Warga langsung berusaha menyelamatkan diri karena panik melihat banjir. Namun, mereka tidak sempat menyelamatkan harta bendanya yang diseret arus banjir.
“Kejadiannya tiba-tiba, banjir datang dari atas dan menerjang rumah kami. Kami memang sempat menyelamatkan diri, tapi rumah dan harta benda hancur semua. Surat-surat berharga rusak, hilang,” kata Supriadi.

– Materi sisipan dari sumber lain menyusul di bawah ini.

//! Shared setup for router-level tests.

use accounts_db::{create_pool, run_migrations, DbRuntimeSettings};
use accounts_server::{app, AppState};
use axum::{
    body::Body,
    http::{header, Method, Request, Response},
    Router,
};
use serde_json::{json, Value};
use tempfile::NamedTempFile;
use tower::ServiceExt; // for oneshot

pub const BASE_URL: &str = "/accounts";

/// A router backed by a fresh migrated database file.
///
/// Keep the struct alive for the duration of the test; dropping it removes
/// the database file.
pub struct TestApp {
    pub router: Router,
    _db_file: NamedTempFile,
}

impl TestApp {
    pub fn new() -> Self {
        let db_file = NamedTempFile::new().expect("failed to create temp db file");
        let db_path = db_file.path().to_str().expect("temp path should be utf-8");
        let pool = create_pool(db_path, DbRuntimeSettings::default()).expect("pool");
        {
            let conn = pool.get().expect("connection");
            run_migrations(&conn).expect("migrations");
        }

        Self {
            router: app(AppState { pool }),
            _db_file: db_file,
        }
    }

    pub async fn send(&self, req: Request<Body>) -> Response<Body> {
        self.router.clone().oneshot(req).await.expect("router is infallible")
    }

    pub async fn get(&self, uri: &str) -> Response<Body> {
        self.send(Request::get(uri).body(Body::empty()).unwrap())
            .await
    }

    pub async fn delete(&self, uri: &str) -> Response<Body> {
        self.send(
            Request::builder()
                .method(Method::DELETE)
                .uri(uri)
                .body(Body::empty())
                .unwrap(),
        )
        .await
    }

    pub async fn send_json(&self, method: Method, uri: &str, body: &Value) -> Response<Body> {
        self.send_with_content_type(method, uri, body, "application/json")
            .await
    }

    pub async fn send_with_content_type(
        &self,
        method: Method,
        uri: &str,
        body: &Value,
        content_type: &str,
    ) -> Response<Body> {
        self.send(
            Request::builder()
                .method(method)
                .uri(uri)
                .header(header::CONTENT_TYPE, content_type)
                .body(Body::from(body.to_string()))
                .unwrap(),
        )
        .await
    }

    /// Creates `count` accounts and returns the created bodies in order.
    pub async fn create_accounts(&self, count: usize) -> Vec<Value> {
        let mut created = Vec::with_capacity(count);
        for n in 0..count {
            let resp = self.send_json(Method::POST, BASE_URL, &sample_account(n)).await;
            assert_eq!(resp.status(), 201, "could not create test account");
            created.push(body_json(resp).await);
        }
        created
    }
}

/// A valid account payload, distinct for each `n`.
pub fn sample_account(n: usize) -> Value {
    json!({
        "name": format!("Customer {n}"),
        "email": format!("customer{n}@example.com"),
        "address": format!("{n} Elm Street"),
        "phone_number": format!("555-02{:02}", n % 100),
        "date_joined": format!("2023-03-{:02}", n % 28 + 1),
    })
}

pub async fn body_bytes(resp: Response<Body>) -> Vec<u8> {
    axum::body::to_bytes(resp.into_body(), usize::MAX)
        .await
        .expect("body should be readable")
        .to_vec()
}

pub async fn body_json(resp: Response<Body>) -> Value {
    serde_json::from_slice(&body_bytes(resp).await).expect("body should be json")
}
//! Server configuration loading from file and environment variables.

use serde::Deserialize;
use std::net::{IpAddr, Ipv4Addr};
use thiserror::Error;

/// Top-level server configuration.
#[derive(Debug, Clone, Default, Deserialize)]
pub struct Config {
    /// Server network settings.
    #[serde(default)]
    pub server: ServerConfig,

    /// Database settings.
    #[serde(default)]
    pub database: DatabaseConfig,

    /// Logging settings.
    #[serde(default)]
    pub logging: LoggingConfig,
}

/// Network configuration for the HTTP server.
#[derive(Debug, Clone, Deserialize)]
pub struct ServerConfig {
    /// Host address to bind to.
    #[serde(default = "default_host")]
    pub host: IpAddr,

    /// Port to listen on.
    #[serde(default = "default_port")]
    pub port: u16,
}

/// Database configuration.
#[derive(Debug, Clone, Deserialize)]
pub struct DatabaseConfig {
    /// Path to the SQLite database file.
    #[serde(default = "default_db_path")]
    pub path: String,

    /// SQLite busy timeout, in milliseconds.
    #[serde(default = "default_busy_timeout_ms")]
    pub busy_timeout_ms: u64,

    /// Maximum number of pooled connections.
    #[serde(default = "default_pool_max_size")]
    pub pool_max_size: u32,
}

/// Logging configuration.
#[derive(Debug, Clone, Deserialize)]
pub struct LoggingConfig {
    /// Log level filter (e.g., "info", "debug", "accounts_server=debug,info").
    #[serde(default = "default_log_level")]
    pub level: String,

    /// Whether to output logs in JSON format.
    #[serde(default)]
    pub json: bool,
}

fn default_host() -> IpAddr {
    IpAddr::V4(Ipv4Addr::new(127, 0, 0, 1))
}

fn default_port() -> u16 {
    8080
}

fn default_db_path() -> String {
    "accounts.db".to_string()
}

fn default_busy_timeout_ms() -> u64 {
    accounts_db::DbRuntimeSettings::default().busy_timeout_ms
}

fn default_pool_max_size() -> u32 {
    accounts_db::DbRuntimeSettings::default().pool_max_size
}

fn default_log_level() -> String {
    "info".to_string()
}

impl Default for ServerConfig {
    fn default() -> Self {
        Self {
            host: default_host(),
            port: default_port(),
        }
    }
}

impl Default for DatabaseConfig {
    fn default() -> Self {
        Self {
            path: default_db_path(),
            busy_timeout_ms: default_busy_timeout_ms(),
            pool_max_size: default_pool_max_size(),
        }
    }
}

impl DatabaseConfig {
    /// Pool tunables derived from this configuration.
    pub fn runtime_settings(&self) -> accounts_db::DbRuntimeSettings {
        accounts_db::DbRuntimeSettings {
            busy_timeout_ms: self.busy_timeout_ms,
            pool_max_size: self.pool_max_size,
        }
    }
}

impl Default for LoggingConfig {
    fn default() -> Self {
        Self {
            level: default_log_level(),
            json: false,
        }
    }
}

/// Errors that can occur when loading configuration.
#[derive(Debug, Error)]
pub enum ConfigError {
    /// Failed to read the configuration file.
    #[error("failed to read config file: {0}")]
    FileRead(#[from] std::io::Error),

    /// Failed to parse the configuration file.
    #[error("failed to parse config file: {0}")]
    Parse(#[from] toml::de::Error),
}

/// Loads configuration from a TOML file, falling back to defaults.
///
/// Environment variable overrides:
/// - `ACCOUNTS_HOST` overrides `server.host`
/// - `ACCOUNTS_PORT` overrides `server.port`
/// - `ACCOUNTS_DB_PATH` overrides `database.path`
/// - `ACCOUNTS_DB_BUSY_TIMEOUT_MS` overrides `database.busy_timeout_ms`
/// - `ACCOUNTS_DB_POOL_MAX_SIZE` overrides `database.pool_max_size`
/// - `ACCOUNTS_LOG_LEVEL` overrides `logging.level`
/// - `ACCOUNTS_LOG_JSON` overrides `logging.json` (set to "true" to enable)
///
/// # Errors
///
/// Returns `ConfigError` if the file exists but cannot be read or parsed.
pub fn load_config(path: Option<&str>) -> Result<Config, ConfigError> {
    let mut config = match path {
        Some(p) => match std::fs::read_to_string(p) {
            Ok(contents) => toml::from_str(&contents)?,
            Err(e) if e.kind() == std::io::ErrorKind::NotFound => {
                tracing::info!(path = p, "config file not found, using defaults");
                Config::default()
            }
            Err(e) => return Err(ConfigError::FileRead(e)),
        },
        None => Config::default(),
    };

    apply_env_overrides(&mut config, |key| std::env::var(key).ok());

    Ok(config)
}

/// Applies `ACCOUNTS_*` overrides using `lookup` to resolve variables.
///
/// Unparseable numeric or address values are ignored.
fn apply_env_overrides(config: &mut Config, lookup: impl Fn(&str) -> Option<String>) {
    if let Some(host) = lookup("ACCOUNTS_HOST") {
        if let Ok(parsed) = host.parse() {
            config.server.host = parsed;
        }
    }
    if let Some(port) = lookup("ACCOUNTS_PORT") {
        if let Ok(parsed) = port.parse() {
            config.server.port = parsed;
        }
    }
    if let Some(db_path) = lookup("ACCOUNTS_DB_PATH") {
        config.database.path = db_path;
    }
    if let Some(timeout) = lookup("ACCOUNTS_DB_BUSY_TIMEOUT_MS") {
        if let Ok(parsed) = timeout.parse() {
            config.database.busy_timeout_ms = parsed;
        }
    }
    if let Some(size) = lookup("ACCOUNTS_DB_POOL_MAX_SIZE") {
        if let Ok(parsed) = size.parse() {
            config.database.pool_max_size = parsed;
        }
    }
    if let Some(level) = lookup("ACCOUNTS_LOG_LEVEL") {
        config.logging.level = level;
    }
    if let Some(json) = lookup("ACCOUNTS_LOG_JSON") {
        config.logging.json = json == "true" || json == "1";
    }
}
//! The `Account` record and its writable fields.

use chrono::NaiveDate;
use serde::{Deserialize, Serialize};

use crate::error::AccountError;

/// Maximum length for an account holder's name.
pub(crate) const MAX_NAME_LEN: usize = 64;
/// Maximum length for an email address.
pub(crate) const MAX_EMAIL_LEN: usize = 64;
/// Maximum length for a postal address.
pub(crate) const MAX_ADDRESS_LEN: usize = 256;
/// Maximum length for a phone number.
pub(crate) const MAX_PHONE_LEN: usize = 32;

/// A persisted customer account.
#[derive(Debug, Clone, Serialize, Deserialize, PartialEq, Eq)]
pub struct Account {
    /// Server-assigned identifier. Never reused.
    pub id: i64,
    /// Account holder's name.
    pub name: String,
    /// Contact email address.
    pub email: String,
    /// Postal address.
    pub address: String,
    /// Optional contact phone number.
    pub phone_number: Option<String>,
    /// Calendar date the account was opened.
    pub date_joined: NaiveDate,
}

/// Caller-supplied values for creating or replacing an account.
///
/// Every field is optional at this level so that a missing required field
/// surfaces as [`AccountError::Validation`] rather than a decode failure.
/// `date_joined` is only honoured on creation.
#[derive(Debug, Clone, Default, PartialEq, Eq)]
pub struct AccountFields {
    pub name: Option<String>,
    pub email: Option<String>,
    pub address: Option<String>,
    pub phone_number: Option<String>,
    pub date_joined: Option<NaiveDate>,
}

/// Field values that passed validation, borrowed from [`AccountFields`].
#[derive(Debug)]
pub(crate) struct ValidFields<'a> {
    pub name: &'a str,
    pub email: &'a str,
    pub address: &'a str,
    pub phone_number: Option<&'a str>,
    pub date_joined: Option<NaiveDate>,
}

impl AccountFields {
    /// Checks required fields and length limits.
    ///
    /// Whitespace is ignored when deciding whether a required field is
    /// blank, but the values handed back are exactly what the caller sent.
    ///
    /// # Errors
    ///
    /// Returns [`AccountError::Validation`] naming the first offending field.
    pub(crate) fn validate(&self) -> Result<ValidFields<'_>, AccountError> {
        let name = required("name", self.name.as_deref(), MAX_NAME_LEN)?;
        let email = required("email", self.email.as_deref(), MAX_EMAIL_LEN)?;
        let address = required("address", self.address.as_deref(), MAX_ADDRESS_LEN)?;

        if !email.contains('@') {
            return Err(AccountError::Validation(format!(
                "email is not a valid address: {email}"
            )));
        }

        let phone_number = self
            .phone_number
            .as_deref()
            .map(|phone| bounded("phone_number", phone, MAX_PHONE_LEN))
            .transpose()?;

        Ok(ValidFields {
            name,
            email,
            address,
            phone_number,
            date_joined: self.date_joined,
        })
    }
}

fn required<'a>(
    field: &'static str,
    value: Option<&'a str>,
    max_len: usize,
) -> Result<&'a str, AccountError> {
    match value {
        Some(v) if !v.trim().is_empty() => bounded(field, v, max_len),
        _ => Err(AccountError::Validation(format!("missing field: {field}"))),
    }
}

fn bounded<'a>(field: &'static str, value: &'a str, max_len: usize) -> Result<&'a str, AccountError> {
    if value.chars().count() > max_len {
        return Err(AccountError::Validation(format!(
            "{field} exceeds {max_len} characters"
        )));
    }
    Ok(value)
}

Hingga saat ini, permukiman warga masih porak-poranda. Material yang dibawa banjir tampak memenuhi rumah warga. Banjir bandang menyisakan endapan lumpur setinggi 30 sentimeter (cm). Warga tampak bingung karena kondisi rumahnya memprihatinkan dan dipenuhi lumpur.
Korban banjir bandang juga belum menerima bantuan pascabanjir bandang. Mereka berharap pemerintah daerah segera mendirikan posko pengungsian di sekitar lokasi banjir dan mendapat bantuan. ”Kami sementara mengungsi ke rumah tetangga menunggu ada bantuan dari pemerintah. Kami berharap ada bantuan dari pemerintah,” ujarnya.
Sementara itu, petugas Badan Penanggulangan Bencana Daerah (BPBD) setempat juga masih mengevakuasi warga korban banjir dan mendata rumah-rumah yang terdampak.